Queste visite, che sono durate un’intera mattinata, hanno posto in evidenza non solo la conferma di patologie dell’apparato uditivo, e in taluni casi disturbi di altra natura, ma anche una carenza di progetti educazionali che, al momento sono limitati al solo (o quasi) linguaggio dei segni; mentre secondo la dottoressa Consolino, condivisa dalla collega Parisi, sarebbe opportuno attivare tutte quelle strategie terapeutiche che vanno al di là del linguaggio dei segni, per un buon e più veloce recupero delle capacità uditive e di comunicazione.
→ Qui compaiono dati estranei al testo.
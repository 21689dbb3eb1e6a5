// src/services/resolver_service_tests.rs
//
// UNIT TESTS: Resolver Service and Hierarchy Linker
//
// INVARIANTS TESTED:
// - A stored external id resolves by id and echoes that id back
// - A failing by-id envelope escalates with the catalog's code/message
// - An empty search is Ok(None), never an error
// - Season matching is exact-slug, first match, position-numbered, and
//   persists the referenced media id
// - Episode matching is exact-index with the configured offset applied
// - Absent parent ids short-circuit to Ok(None) without touching the wire

use std::sync::Arc;

use tokio_util::sync::CancellationToken;

use crate::catalog::models::{
    Collection, CollectionItem, CollectionItems, CollectionPage, Media, MediaPage, MediaPart,
    MediaParts, Page,
};
use crate::catalog::MockCatalogApi;
use crate::config::ResolverConfig;
use crate::domain::resolution::{
    EpisodeLookup, MetadataRequest, MovieLookup, ResolvedMetadata, SeasonLookup, SeriesLookup,
};
use crate::error::AppError;
use crate::services::{HierarchyLinker, ResolverService};

// ============================================================================
// FIXTURES
// ============================================================================

fn sample_page(total: i64) -> Page {
    Page {
        current_page: 1,
        per_page: 20,
        total_items: total,
        total_pages: 1,
    }
}

fn sample_media(id: &str, title: &str) -> Media {
    Media {
        id: id.to_string(),
        title: title.to_string(),
        description: Some("an overview".to_string()),
        media_type: "movie".to_string(),
        score: Some(8.2),
        status: "finished".to_string(),
        rating: "PG-13".to_string(),
        part_count: 1,
        airing_season: None,
        start_date: Some("2019-07-04".to_string()),
        end_date: None,
        creators: vec!["Studio A".to_string()],
        tags: vec!["action".to_string(), "drama".to_string()],
        cover_url: Some("https://img.example.com/cover.jpg".to_string()),
        banner_url: None,
        logo_url: None,
    }
}

fn sample_collection(id: &str, name: &str) -> Collection {
    Collection {
        id: id.to_string(),
        collection_type: "series".to_string(),
        name: name.to_string(),
        cover_url: None,
        banner_url: None,
        logo_url: None,
    }
}

fn sample_item(media_id: &str, slug: &str, position: i64) -> CollectionItem {
    CollectionItem {
        collection_id: "col-1".to_string(),
        media_id: media_id.to_string(),
        collection_name: "Some Show".to_string(),
        search_slug: slug.to_string(),
        position,
        title: "Some Show Season".to_string(),
        description: Some("season overview".to_string()),
        media_type: "season".to_string(),
        score: Some(7.1),
        status: "finished".to_string(),
        rating: "PG".to_string(),
        part_count: 12,
        airing_season: None,
        start_date: Some("2020-04-01".to_string()),
        end_date: Some("2020-06-24".to_string()),
        creators: vec!["Studio B".to_string()],
        tags: vec!["comedy".to_string()],
        cover_url: None,
        banner_url: None,
        logo_url: None,
    }
}

fn sample_part(media_id: &str, index: i64, name: &str) -> MediaPart {
    MediaPart {
        index,
        media_id: media_id.to_string(),
        name: name.to_string(),
        release_date: Some("2020-04-08".to_string()),
    }
}

fn service_with(api: MockCatalogApi) -> ResolverService {
    ResolverService::new(Arc::new(api), ResolverConfig::default())
}

// ============================================================================
// IDENTITY RESOLVER: MOVIES
// ============================================================================

#[tokio::test]
async fn test_movie_by_id_echoes_external_id() {
    let mut api = MockCatalogApi::new();
    api.expect_get_media_by_id()
        .withf(|id, _| id == "med-1")
        .returning(|id, _| Ok(sample_media(id, "Some Movie")));

    let service = service_with(api);
    let movie = service
        .resolve_movie(
            &MovieLookup {
                external_id: Some("med-1".to_string()),
                name: "ignored".to_string(),
            },
            &CancellationToken::new(),
        )
        .await
        .unwrap()
        .expect("by-id lookup must yield metadata");

    assert_eq!(movie.external_id, "med-1");
    assert_eq!(movie.name, "Some Movie");
    assert_eq!(movie.overview.as_deref(), Some("an overview"));
    assert_eq!(movie.production_year, Some(2019));
    assert_eq!(movie.rating, Some(8.2));
    assert_eq!(movie.studios, vec!["Studio A".to_string()]);
    assert_eq!(movie.tags.len(), 2);
}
Una realtà, questa, che riguarda un Paese già duramente provato dal disastro Cernobyl e, anche se sono trascorsi sei lustri, molto probabilmente “a ricaduta” le successive generazioni ne portano le conseguenze. Una deduzione non facile da confermare ma non per questo deve essere “disattesa” la messa in atto di ogni possibile attività medica, sanitaria, assistenziale e rieducativa a beneficio dei piccoli pazienti la cui situazione di handicap “invoca” quel superamento come previsto dalla “Strategia Europea sulla Disabilità per il 2010-2020”.
Un impegno istituzionale “allargato” che sicuramente non troverà soluzioni in poco tempo e alla portata di tutti. Ma nel frattempo possiamo apprezzare il ruolo svolto dall’Associazione “Aiutiamoli a sorridere”, nata a Chieri (To) nel 1997 e presieduta da Arnaldo Corio, con l’obiettivo di ospitare presso oltre un centinaio di famiglie un certo un numero di bambini della Bielorussia, in particolare quelli residenti in zone contaminate dal disastro di Cernobyl. «Il fatto che questi bambini possano venire nel nostro Paese almeno un mese all’anno – spiega Corio – vuole essere un contributo per far vivere loro un periodo (seppur breve) di buona salute, fisica e psicologica, perché oltre alle attenzioni di carattere medico (grazie al disponbilità del Servizio Sanitario Regionale), le attenzioni di carattere affettivo non sono meno importanti e, le famiglie che ogni anno li ospita, possono essere considerate un validissimo contributo». Ed è con queste finalità che i sei bimbi visitati all’ospedale Martini nei giorni scorsi, l’Associazione chierese ha potuto rendere fattibile, in collaborazione con l’associazione “Ciao ci sentiamo”, con la massima e contemporanea partecipazione istituzionale del Console della Repubblica di Bielorussia, Fabrizio Comba che, nel porgere il suo saluto nel pomeriggio conviviale, ha sottolineato: «Se questa operazione di accoglienza per visite mediche è stata possibile è grazie alla significativa sinergia tra le Associazioni torinesi e l’Ente ospedaliero Martini, unitamente alle famiglie ospitanti dotate di un palese sentimento comune di solidarietà, necessario per condividere un percorso per distanziare sempre di più le differenze tra Paesi ed etnie, eludendo il più possibile ogni sorta di svantaggi».



Nella foto in alto: da sinistra il chirurgo dott. Diego Di Lisi, la dott.ssa Patrizia Consolino, il presidente dell’Ass. “Aiutiamoli a sorridere”, Arnaldo Corio, e il console Fabrizio Comba. Nella foto in basso: i piccoli pazienti, il personale sanitario e i volontari nel pomeriggio conviviale.